A fifteen year old transgender teenager has killed himself after scheduling a suicide note to be published on Tumblr.

A campaign to remember 15-year-old trans teenager Zander Mahaffey has gone viral with the hashtag #HisNameWasZander.

Mahaffey took his own life on Sunday and posted his suicide in a queue on Tumblr, in a similar way to 17-year-old Alcorn from Ohio posted a heartbreaking suicide note on Tumblr, citing her parent’s refusal to accept her trans status, and calling for better education and awareness, before taking her own life by stepping in front of a truck.

Zander, who was from Austell, Georgia, posted his suicide note on his blog, saying he felt bullied by his family and was sexually assaulted.
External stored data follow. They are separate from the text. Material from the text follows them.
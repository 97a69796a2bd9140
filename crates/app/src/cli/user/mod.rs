use clap::{Args, Subcommand};

mod create;
mod list;

#[derive(Debug, Args)]
pub(crate) struct UserCommand {
    #[command(subcommand)]
    command: UserSubcommand,
}

#[derive(Debug, Subcommand)]
enum UserSubcommand {
    Create(create::CreateUserArgs),
    List(list::ListUsersArgs),
}

pub(crate) async fn run(command: UserCommand) -> Result<(), String> {
    match command.command {
        UserSubcommand::Create(args) => create::run(args).await,
        UserSubcommand::List(args) => list::run(args).await,
    }
}
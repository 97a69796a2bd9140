//! Time Clock Handlers

pub(crate) mod clock_in;
pub(crate) mod edit;
pub(crate) mod entries;
pub(crate) mod punch;
pub(crate) mod report;
//! Customers

pub mod data;
pub mod errors;
mod repository;
pub mod service;

pub use errors::CustomersError;
pub use service::*;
In it, he said his mother, who he says is disabled, was not supportive of him, when he had panic attacks she would insult him and she would accuse him of stealing money. He shared memories of her, and wrote personal messages to members of his family and friends, as well as the plans for his suicide

Since his death, the hashtag #HisNameWasZander has already has over 7000 mentions on Twitter from people who don’t want Zander’s death to be forgotten. The hashtag was used alongside numbers of suicide hotlines, in an effort to prevent further deaths.

A funeral home listing details that the funeral took place on Wednesday 18 February. states that donations should be made to the Susan G Komen breast cancer charity.

Zander has been misgendered in memorial posts by some of his family and friends under his birth name. His friends have set up a blog so people can remember him under the right name.

Suicide rates among young trans people are very high. In a survey conducted by Pace, an LGBT mental health charity, 48% of trans people under 26 said they had attempted suicide.

His death has been compared to the tragic suicide of trans teen Leelah Alcorn who also published her suicide note on Tumblr. The note has since been removed by site moderators, which was met with criticism from Tumblr users.

If you have been affected by any of the issues raised in this article and need to talk to someone, visit samaritans.org or call 08457 90 90 90.